Copy each line of the data beneath in which the word "collect" appears.

⁂

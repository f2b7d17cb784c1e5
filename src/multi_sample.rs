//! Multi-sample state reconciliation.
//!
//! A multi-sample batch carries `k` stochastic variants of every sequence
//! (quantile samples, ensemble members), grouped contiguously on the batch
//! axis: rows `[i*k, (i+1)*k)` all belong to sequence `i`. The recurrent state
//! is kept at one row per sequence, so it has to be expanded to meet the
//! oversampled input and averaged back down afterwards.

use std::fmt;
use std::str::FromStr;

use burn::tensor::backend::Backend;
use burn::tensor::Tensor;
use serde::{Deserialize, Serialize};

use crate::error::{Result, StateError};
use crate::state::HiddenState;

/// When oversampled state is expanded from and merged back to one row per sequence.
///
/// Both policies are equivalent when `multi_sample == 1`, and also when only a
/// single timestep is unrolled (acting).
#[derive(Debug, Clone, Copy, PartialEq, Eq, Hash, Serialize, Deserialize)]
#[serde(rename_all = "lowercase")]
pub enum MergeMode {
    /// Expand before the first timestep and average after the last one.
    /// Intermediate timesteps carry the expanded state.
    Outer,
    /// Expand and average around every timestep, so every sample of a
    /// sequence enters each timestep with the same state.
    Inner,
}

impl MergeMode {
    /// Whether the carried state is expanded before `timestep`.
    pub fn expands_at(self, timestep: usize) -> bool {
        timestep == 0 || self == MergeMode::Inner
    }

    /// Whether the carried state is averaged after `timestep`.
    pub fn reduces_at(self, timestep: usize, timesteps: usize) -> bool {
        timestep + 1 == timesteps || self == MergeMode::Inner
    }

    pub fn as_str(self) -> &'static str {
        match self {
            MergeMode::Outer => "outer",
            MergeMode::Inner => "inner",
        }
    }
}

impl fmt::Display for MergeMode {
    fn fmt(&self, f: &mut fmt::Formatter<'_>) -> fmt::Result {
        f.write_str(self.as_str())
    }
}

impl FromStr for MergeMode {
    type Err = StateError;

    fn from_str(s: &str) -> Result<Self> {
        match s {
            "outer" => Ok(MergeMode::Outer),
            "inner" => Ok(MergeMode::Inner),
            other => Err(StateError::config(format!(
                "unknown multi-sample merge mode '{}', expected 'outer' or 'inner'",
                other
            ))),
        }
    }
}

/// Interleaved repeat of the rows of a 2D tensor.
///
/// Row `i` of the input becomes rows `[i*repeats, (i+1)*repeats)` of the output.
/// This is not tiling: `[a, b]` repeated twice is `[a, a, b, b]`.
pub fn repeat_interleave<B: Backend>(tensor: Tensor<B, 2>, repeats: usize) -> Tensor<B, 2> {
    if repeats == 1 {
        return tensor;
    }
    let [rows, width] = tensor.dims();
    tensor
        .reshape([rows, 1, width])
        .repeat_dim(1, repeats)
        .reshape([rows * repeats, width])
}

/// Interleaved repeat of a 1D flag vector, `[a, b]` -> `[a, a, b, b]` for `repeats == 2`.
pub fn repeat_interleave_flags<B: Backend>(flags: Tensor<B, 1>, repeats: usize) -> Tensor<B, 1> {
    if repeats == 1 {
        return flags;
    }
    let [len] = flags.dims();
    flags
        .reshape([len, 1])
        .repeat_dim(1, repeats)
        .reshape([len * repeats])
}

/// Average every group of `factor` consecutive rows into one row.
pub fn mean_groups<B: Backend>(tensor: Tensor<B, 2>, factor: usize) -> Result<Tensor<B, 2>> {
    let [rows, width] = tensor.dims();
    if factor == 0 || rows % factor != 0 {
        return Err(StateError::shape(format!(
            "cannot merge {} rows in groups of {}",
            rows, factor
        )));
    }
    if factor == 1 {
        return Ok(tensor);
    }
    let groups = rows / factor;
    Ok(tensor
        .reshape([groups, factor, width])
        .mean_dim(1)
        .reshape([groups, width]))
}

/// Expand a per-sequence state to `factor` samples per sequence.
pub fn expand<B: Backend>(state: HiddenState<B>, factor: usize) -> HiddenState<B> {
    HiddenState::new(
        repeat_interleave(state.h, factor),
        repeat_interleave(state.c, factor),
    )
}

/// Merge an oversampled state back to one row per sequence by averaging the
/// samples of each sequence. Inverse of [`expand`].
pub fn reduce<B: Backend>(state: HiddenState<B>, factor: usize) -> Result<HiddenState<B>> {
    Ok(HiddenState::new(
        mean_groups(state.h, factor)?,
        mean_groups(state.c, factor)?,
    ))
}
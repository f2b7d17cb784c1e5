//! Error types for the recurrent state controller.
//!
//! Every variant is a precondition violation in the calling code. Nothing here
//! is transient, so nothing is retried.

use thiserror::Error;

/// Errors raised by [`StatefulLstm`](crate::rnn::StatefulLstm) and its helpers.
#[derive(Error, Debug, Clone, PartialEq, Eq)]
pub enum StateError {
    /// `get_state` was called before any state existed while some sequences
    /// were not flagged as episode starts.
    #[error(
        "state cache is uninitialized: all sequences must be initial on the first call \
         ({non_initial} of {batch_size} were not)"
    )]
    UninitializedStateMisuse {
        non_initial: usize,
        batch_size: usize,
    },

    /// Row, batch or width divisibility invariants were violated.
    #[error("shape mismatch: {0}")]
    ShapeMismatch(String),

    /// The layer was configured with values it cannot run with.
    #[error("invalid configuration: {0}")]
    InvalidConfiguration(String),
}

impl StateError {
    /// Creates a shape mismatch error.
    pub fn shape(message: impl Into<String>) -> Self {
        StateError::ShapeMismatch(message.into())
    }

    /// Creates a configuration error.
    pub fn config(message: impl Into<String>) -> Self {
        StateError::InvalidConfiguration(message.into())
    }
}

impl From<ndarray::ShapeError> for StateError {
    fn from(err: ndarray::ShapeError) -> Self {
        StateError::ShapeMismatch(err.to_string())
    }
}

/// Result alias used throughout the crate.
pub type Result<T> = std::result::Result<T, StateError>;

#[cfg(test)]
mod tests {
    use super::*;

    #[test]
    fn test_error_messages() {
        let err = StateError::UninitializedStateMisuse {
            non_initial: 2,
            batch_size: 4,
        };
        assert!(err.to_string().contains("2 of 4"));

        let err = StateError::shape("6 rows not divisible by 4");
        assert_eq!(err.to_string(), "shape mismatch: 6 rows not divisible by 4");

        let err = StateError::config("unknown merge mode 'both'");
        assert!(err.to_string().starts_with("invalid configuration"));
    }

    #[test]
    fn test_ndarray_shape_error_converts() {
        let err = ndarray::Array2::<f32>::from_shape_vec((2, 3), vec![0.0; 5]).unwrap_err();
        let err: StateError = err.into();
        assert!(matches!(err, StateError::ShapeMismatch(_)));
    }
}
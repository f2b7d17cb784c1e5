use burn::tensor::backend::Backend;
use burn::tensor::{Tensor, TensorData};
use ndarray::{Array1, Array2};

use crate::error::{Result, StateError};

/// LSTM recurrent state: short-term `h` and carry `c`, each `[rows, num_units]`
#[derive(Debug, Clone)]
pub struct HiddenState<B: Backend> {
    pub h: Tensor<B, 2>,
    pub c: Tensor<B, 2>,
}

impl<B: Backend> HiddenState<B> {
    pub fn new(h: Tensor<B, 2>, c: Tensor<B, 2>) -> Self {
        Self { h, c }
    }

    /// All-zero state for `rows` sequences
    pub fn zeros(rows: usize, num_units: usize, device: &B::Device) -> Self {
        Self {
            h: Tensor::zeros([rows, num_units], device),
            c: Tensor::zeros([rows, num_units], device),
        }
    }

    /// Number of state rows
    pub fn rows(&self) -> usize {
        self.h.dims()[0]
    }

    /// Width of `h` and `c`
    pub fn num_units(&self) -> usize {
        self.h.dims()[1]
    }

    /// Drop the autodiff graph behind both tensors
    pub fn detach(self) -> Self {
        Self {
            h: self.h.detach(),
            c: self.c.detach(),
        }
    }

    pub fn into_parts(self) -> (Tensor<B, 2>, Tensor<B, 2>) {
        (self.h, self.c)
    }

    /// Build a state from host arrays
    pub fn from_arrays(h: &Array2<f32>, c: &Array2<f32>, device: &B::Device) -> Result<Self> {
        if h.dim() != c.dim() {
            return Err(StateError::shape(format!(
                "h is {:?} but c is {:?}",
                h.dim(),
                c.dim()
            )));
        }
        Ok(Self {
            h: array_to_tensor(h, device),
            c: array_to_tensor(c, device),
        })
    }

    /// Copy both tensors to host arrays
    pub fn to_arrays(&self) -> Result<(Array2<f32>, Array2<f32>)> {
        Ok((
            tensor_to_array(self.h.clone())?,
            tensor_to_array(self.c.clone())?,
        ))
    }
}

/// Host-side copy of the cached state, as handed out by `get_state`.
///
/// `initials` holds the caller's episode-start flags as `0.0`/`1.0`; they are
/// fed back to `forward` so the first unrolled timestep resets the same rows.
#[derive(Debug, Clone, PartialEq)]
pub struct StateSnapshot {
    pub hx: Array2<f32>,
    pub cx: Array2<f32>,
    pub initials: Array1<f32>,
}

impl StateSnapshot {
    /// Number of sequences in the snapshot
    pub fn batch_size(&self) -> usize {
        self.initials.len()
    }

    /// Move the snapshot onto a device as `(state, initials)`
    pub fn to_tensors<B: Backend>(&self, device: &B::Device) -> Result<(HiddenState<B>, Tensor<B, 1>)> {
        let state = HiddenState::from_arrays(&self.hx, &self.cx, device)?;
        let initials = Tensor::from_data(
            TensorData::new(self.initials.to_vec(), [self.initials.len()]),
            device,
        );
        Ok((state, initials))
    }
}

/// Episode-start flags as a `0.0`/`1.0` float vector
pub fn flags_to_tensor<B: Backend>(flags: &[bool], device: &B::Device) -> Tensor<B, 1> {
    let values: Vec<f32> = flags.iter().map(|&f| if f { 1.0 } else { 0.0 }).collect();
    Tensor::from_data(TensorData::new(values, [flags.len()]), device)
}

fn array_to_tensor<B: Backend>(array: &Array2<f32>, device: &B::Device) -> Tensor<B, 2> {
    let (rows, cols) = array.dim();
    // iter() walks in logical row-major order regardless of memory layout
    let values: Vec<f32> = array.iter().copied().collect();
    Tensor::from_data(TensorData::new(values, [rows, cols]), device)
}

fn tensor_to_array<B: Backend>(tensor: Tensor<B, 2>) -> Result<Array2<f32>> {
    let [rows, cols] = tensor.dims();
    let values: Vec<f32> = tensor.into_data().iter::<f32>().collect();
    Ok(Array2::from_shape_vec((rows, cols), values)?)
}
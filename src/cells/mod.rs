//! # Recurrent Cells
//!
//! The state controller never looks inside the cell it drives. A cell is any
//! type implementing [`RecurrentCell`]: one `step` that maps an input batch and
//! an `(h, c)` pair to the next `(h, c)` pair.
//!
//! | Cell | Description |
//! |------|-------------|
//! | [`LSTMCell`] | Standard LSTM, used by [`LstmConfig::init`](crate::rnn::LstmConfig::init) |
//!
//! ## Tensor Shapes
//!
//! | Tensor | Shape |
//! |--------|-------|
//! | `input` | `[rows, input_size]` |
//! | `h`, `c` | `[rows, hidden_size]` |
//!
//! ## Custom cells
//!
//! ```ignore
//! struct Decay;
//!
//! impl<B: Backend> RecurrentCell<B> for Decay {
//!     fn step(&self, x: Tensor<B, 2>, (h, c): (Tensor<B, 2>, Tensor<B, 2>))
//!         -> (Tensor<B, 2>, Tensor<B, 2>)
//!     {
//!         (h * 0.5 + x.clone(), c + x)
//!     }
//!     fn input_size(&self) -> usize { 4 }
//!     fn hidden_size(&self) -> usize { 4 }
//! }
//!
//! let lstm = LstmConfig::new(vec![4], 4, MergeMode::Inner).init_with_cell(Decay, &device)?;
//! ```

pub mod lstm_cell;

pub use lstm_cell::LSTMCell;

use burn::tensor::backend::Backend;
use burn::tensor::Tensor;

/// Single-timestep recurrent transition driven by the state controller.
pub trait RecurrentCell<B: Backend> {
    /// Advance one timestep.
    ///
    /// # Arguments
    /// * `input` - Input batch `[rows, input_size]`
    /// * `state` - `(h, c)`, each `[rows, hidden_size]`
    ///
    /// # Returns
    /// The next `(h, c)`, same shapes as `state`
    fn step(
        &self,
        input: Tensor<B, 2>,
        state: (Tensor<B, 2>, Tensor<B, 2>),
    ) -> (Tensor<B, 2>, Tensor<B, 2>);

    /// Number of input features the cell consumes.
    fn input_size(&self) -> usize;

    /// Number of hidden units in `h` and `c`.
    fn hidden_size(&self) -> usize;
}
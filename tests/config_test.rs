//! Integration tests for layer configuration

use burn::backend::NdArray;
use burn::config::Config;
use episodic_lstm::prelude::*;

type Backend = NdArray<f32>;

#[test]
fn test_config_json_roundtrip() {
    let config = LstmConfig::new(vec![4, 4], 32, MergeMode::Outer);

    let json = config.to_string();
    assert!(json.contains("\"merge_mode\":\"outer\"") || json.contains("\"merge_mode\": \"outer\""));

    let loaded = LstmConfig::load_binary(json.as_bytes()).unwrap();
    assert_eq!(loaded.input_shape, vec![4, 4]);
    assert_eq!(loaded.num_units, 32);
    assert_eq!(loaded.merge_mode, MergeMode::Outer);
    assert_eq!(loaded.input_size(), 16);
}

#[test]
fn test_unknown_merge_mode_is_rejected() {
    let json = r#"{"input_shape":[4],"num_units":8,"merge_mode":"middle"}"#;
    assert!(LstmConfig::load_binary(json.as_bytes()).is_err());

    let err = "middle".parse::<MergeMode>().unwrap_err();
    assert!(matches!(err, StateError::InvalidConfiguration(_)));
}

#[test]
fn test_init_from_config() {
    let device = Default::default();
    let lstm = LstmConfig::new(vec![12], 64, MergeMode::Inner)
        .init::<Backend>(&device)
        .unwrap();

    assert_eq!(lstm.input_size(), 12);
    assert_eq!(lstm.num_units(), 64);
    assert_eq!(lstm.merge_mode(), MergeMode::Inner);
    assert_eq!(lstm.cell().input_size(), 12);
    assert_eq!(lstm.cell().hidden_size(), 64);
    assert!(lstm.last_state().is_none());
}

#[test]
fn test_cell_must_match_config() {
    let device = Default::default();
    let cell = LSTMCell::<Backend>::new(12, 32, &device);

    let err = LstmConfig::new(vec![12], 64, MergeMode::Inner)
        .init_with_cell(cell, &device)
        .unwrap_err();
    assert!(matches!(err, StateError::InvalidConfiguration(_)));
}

⁂

→ OUTPUT OF THE EXERCISE:
    let values: Vec<f32> = flags.iter().map(|&f| if f { 1.0 } else { 0.0 }).collect();
    let values: Vec<f32> = array.iter().copied().collect();
    let values: Vec<f32> = tensor.into_data().iter::<f32>().collect();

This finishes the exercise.